A pesar de la “ventaja” que le otorgaba su idioma al momento de fracasar, decide ir a París y escribir en francés tras descartar España, país que, según sus palabras, “ofrecía el más espectacular ejemplo de fracaso”. En Francia no buscaría una nueva patria sino una condición de apatridad, la posibilidad de un exilio permanente.

Hasta los 40 estuvo matriculado en la Sorbona viviendo de lo que comía en la cafetería hasta que una ley limitó la edad de matriculación y, con ello, su parasitismo. A partir de allí se transformó en un Diógenes parisino que pedía comida en las iglesias hasta que la escritora Simone Boué se apiadó de él y ofició casi de mecenas además de transformarse en su compañera.

Mientras cultivaba una vida estilo Bartleby de Melville u Oblómov de Goncharov, en sus libros se podía leer que la creación del mundo es la demostración del fracaso divino, que nuestra existencia es una afrenta metafísica y que la única libertad es la del nonato.

Había planeado suicidarse junto a su compañera al enterarse de su padecimiento de Alzheimer, pero la enfermedad avanzó muy rápido y no le dio tiempo. Su no morir por voluntad propia fue su último fracaso.

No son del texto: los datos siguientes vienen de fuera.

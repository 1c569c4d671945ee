//! Core types for blobway

use serde::{Deserialize, Serialize};
use std::fmt;

use crate::{Error, Result};

/// Outcome status of a completed operation
#[derive(Debug, Clone, Copy, Serialize, Deserialize, PartialEq, Eq)]
#[serde(rename_all = "SCREAMING_SNAKE_CASE")]
pub enum ResultStatus {
    Success,
    /// Reserved for partial-success states. Failures are currently reported
    /// as [`Error`] values, never through this variant.
    Failure,
}

/// Normalized result of a completed backend call
#[derive(Debug, Clone, Serialize, Deserialize, PartialEq, Eq)]
pub struct OperationResult {
    pub status: ResultStatus,
    /// Blob count, set by list operations only.
    #[serde(rename = "numEntries", skip_serializing_if = "Option::is_none")]
    pub num_entries: Option<usize>,
}

impl OperationResult {
    pub fn success() -> Self {
        Self {
            status: ResultStatus::Success,
            num_entries: None,
        }
    }

    pub fn listed(num_entries: usize) -> Self {
        Self {
            status: ResultStatus::Success,
            num_entries: Some(num_entries),
        }
    }

    pub fn is_success(&self) -> bool {
        self.status == ResultStatus::Success
    }
}

/// Account name and access key an adapter is bound to
#[derive(Clone, PartialEq, Eq)]
pub struct AccountCredentials {
    account: String,
    access_key: String,
}

impl AccountCredentials {
    pub fn new(account: impl Into<String>, access_key: impl Into<String>) -> Result<Self> {
        let account = account.into();
        let access_key = access_key.into();

        if account.trim().is_empty() {
            return Err(Error::configuration("storage account must not be empty"));
        }
        if access_key.trim().is_empty() {
            return Err(Error::configuration("access key must not be empty"));
        }

        Ok(Self {
            account,
            access_key,
        })
    }

    pub fn account(&self) -> &str {
        &self.account
    }

    pub fn access_key(&self) -> &str {
        &self.access_key
    }
}

impl fmt::Debug for AccountCredentials {
    fn fmt(&self, f: &mut fmt::Formatter<'_>) -> fmt::Result {
        f.debug_struct("AccountCredentials")
            .field("account", &self.account)
            .field("access_key", &"<redacted>")
            .finish()
    }
}

/// A blob as reported by a container listing
#[derive(Debug, Clone, Serialize, Deserialize, PartialEq, Eq)]
pub struct BlobEntry {
    pub name: String,
    pub size: u64,
}

/// Byte range with an inclusive end; `end: None` reads to the end of the blob
#[derive(Debug, Clone, Copy, Serialize, Deserialize, PartialEq, Eq)]
pub struct ByteRange {
    pub start: u64,
    pub end: Option<u64>,
}

impl ByteRange {
    /// Render as an HTTP `Range` header value.
    pub fn to_header(&self) -> String {
        match self.end {
            Some(end) => format!("bytes={}-{}", self.start, end),
            None => format!("bytes={}-", self.start),
        }
    }
}

/// Download options, forwarded to the backend untouched
#[derive(Debug, Clone, Default, Serialize, Deserialize)]
#[serde(default)]
pub struct DownloadOptions {
    pub range: Option<ByteRange>,
}

/// Delete options, forwarded to the backend untouched
#[derive(Debug, Clone, Default, Serialize, Deserialize)]
#[serde(default)]
pub struct DeleteOptions {
    pub version_id: Option<String>,
}

#[cfg(test)]
mod tests {
    use super::*;

    #[test]
    fn result_serializes_like_the_wire_shape() {
        let json = serde_json::to_value(OperationResult::success()).unwrap();
        assert_eq!(json, serde_json::json!({ "status": "SUCCESS" }));

        let json = serde_json::to_value(OperationResult::listed(3)).unwrap();
        assert_eq!(
            json,
            serde_json::json!({ "status": "SUCCESS", "numEntries": 3 })
        );
    }

    #[test]
    fn credentials_reject_blank_values() {
        assert!(matches!(
            AccountCredentials::new("", "key"),
            Err(Error::Configuration(_))
        ));
        assert!(matches!(
            AccountCredentials::new("account", "   "),
            Err(Error::Configuration(_))
        ));
        assert!(AccountCredentials::new("account", "key").is_ok());
    }

    #[test]
    fn credentials_debug_hides_key() {
        let creds = AccountCredentials::new("account", "s3cr3t").unwrap();
        let debug = format!("{creds:?}");
        assert!(debug.contains("account"));
        assert!(!debug.contains("s3cr3t"));
    }

    #[test]
    fn byte_range_header() {
        let closed = ByteRange {
            start: 0,
            end: Some(99),
        };
        assert_eq!(closed.to_header(), "bytes=0-99");

        let open = ByteRange {
            start: 10,
            end: None,
        };
        assert_eq!(open.to_header(), "bytes=10-");
    }
}
use chrono::{DateTime, Utc};
use serde::{Deserialize, Serialize};
use std::fmt;
use std::sync::Arc;

/// Lifecycle status of a student record
#[derive(Debug, Clone, Copy, PartialEq, Eq, Hash, Serialize, Deserialize, Default)]
#[serde(rename_all = "lowercase")]
pub enum StudentStatus {
    #[default]
    Registered,
    Deleted,
}

impl StudentStatus {
    pub fn label(&self) -> &'static str {
        match self {
            StudentStatus::Registered => "Registered",
            StudentStatus::Deleted => "Deleted",
        }
    }
}

impl fmt::Display for StudentStatus {
    fn fmt(&self, f: &mut fmt::Formatter<'_>) -> fmt::Result {
        f.write_str(self.label())
    }
}

/// A student on the roster
#[derive(Debug, Clone, PartialEq, Serialize, Deserialize)]
pub struct Student {
    pub id: String,
    pub first_name: String,
    pub last_name: String,
    pub class_id: String,
    pub class_name: String,
    pub parent_name: String,
    pub parent_phone: String,
    pub status: StudentStatus,
    pub registration_date: Option<DateTime<Utc>>,
    pub updated_at: Option<DateTime<Utc>>,
    /// Reference to the encoding produced by the recognizer
    pub face_encoding: Option<String>,
    pub avatar_url: Option<String>,
}

impl Student {
    pub fn full_name(&self) -> String {
        format!("{} {}", self.first_name, self.last_name)
            .trim()
            .to_string()
    }

    /// Timestamp used for list ordering; records without dates sort as the epoch
    pub fn effective_timestamp(&self) -> DateTime<Utc> {
        self.updated_at
            .or(self.registration_date)
            .unwrap_or(DateTime::<Utc>::UNIX_EPOCH)
    }

    pub fn is_registered(&self) -> bool {
        self.status == StudentStatus::Registered
    }

    /// Soft delete. Deleted records never return to `Registered`.
    pub fn mark_deleted(&mut self, at: DateTime<Utc>) {
        if self.status == StudentStatus::Deleted {
            return;
        }
        self.status = StudentStatus::Deleted;
        self.updated_at = Some(at);
    }

    /// Uppercase initials for avatar placeholders
    pub fn initials(&self) -> String {
        self.first_name
            .chars()
            .next()
            .into_iter()
            .chain(self.last_name.chars().next())
            .flat_map(char::to_uppercase)
            .collect()
    }
}

/// Reference data for a class group
#[derive(Debug, Clone, PartialEq, Eq, Serialize, Deserialize)]
pub struct ClassInfo {
    pub id: String,
    pub name: String,
}

impl ClassInfo {
    pub fn new<S: Into<String>>(id: S, name: S) -> Self {
        Self {
            id: id.into(),
            name: name.into(),
        }
    }
}

/// Payload for creating a student
#[derive(Debug, Clone, PartialEq, Serialize, Deserialize)]
pub struct StudentDraft {
    pub first_name: String,
    pub last_name: String,
    pub class_id: String,
    pub parent_name: String,
    pub parent_phone: String,
}

/// Partial update; `None` fields are left untouched
#[derive(Debug, Clone, Default, PartialEq, Serialize, Deserialize)]
pub struct StudentPatch {
    pub first_name: Option<String>,
    pub last_name: Option<String>,
    pub class_id: Option<String>,
    pub parent_name: Option<String>,
    pub parent_phone: Option<String>,
    pub face_encoding: Option<String>,
}

/// An encoded still frame taken during a capture session
#[derive(Debug, Clone, PartialEq)]
pub struct CapturedImage {
    /// Zero-based position in the capture sequence
    pub position: usize,
    /// JPEG bytes
    pub data: Arc<Vec<u8>>,
    pub width: u32,
    pub height: u32,
    pub captured_at: DateTime<Utc>,
    pub watermark: String,
    /// Token issued by the recognizer once the capture was accepted
    pub encoding: Option<String>,
}

impl CapturedImage {
    pub fn size_bytes(&self) -> usize {
        self.data.len()
    }
}

/// A face image already stored for a student
#[derive(Debug, Clone, PartialEq)]
pub struct FaceSample {
    pub id: String,
    pub student_id: String,
    pub image: Arc<Vec<u8>>,
    pub captured_at: DateTime<Utc>,
}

Por último, el de Yukio Mishima es el fracaso más íntimo, el de no vencer la muerte. Quien era para muchos el mejor escritor japonés de su generación, además de culturista, actor, boxeador y modelo, se presenta junto a sus compañeros en el patio de armas del Campamento Ichigaya –cuartel general en Tokio del Mando Oriental de las Fuerzas de Autodefensa de Japón- para exigirles que se levanten en armas contra el gobierno democrático y así devolverle el poder al emperador y recuperar la tradición y la cultura japonesa humillada tras la derrota en la Segunda Guerra Mundial.

Tenía planeado hablar 30 minutos, pero a los siete minutos el abucheo era ensordecedor. Su acto era parte de la gran tradición de fracasos nobles. El sabía que iba a fracasar. Ese era el plan. Fracasar y hacer de ese fracaso una gran escena en la que el héroe trágico se suicida con un hara-kiri.

Sin embargo, el suicidio no salió como se esperaba: uno de sus compañeros, presumiblemente su pareja homosexual, sería el encargado de decapitarlo en caso que abrirse el abdomen no alcanzara. Sin embargo, solo logró herirlo en el cuello por no tener la suficiente fuerza para rebanarle la cabeza, de modo que fue otro de sus seguidores quien culminó la escena dantesca, además de hacer lo propio con la pareja de Mishima.

Los cuatro casos desarrollados por Bradatan proporcionan un viaje catártico y aleccionador donde el fracaso aparece como una guía para curarnos de la soberbia, el autoengaño y la frustración que nos produce el intento de adaptarnos a una realidad que no siempre es generosa. Se trata de una propuesta ambiciosa que, aun si fracasara, bien vale el intento.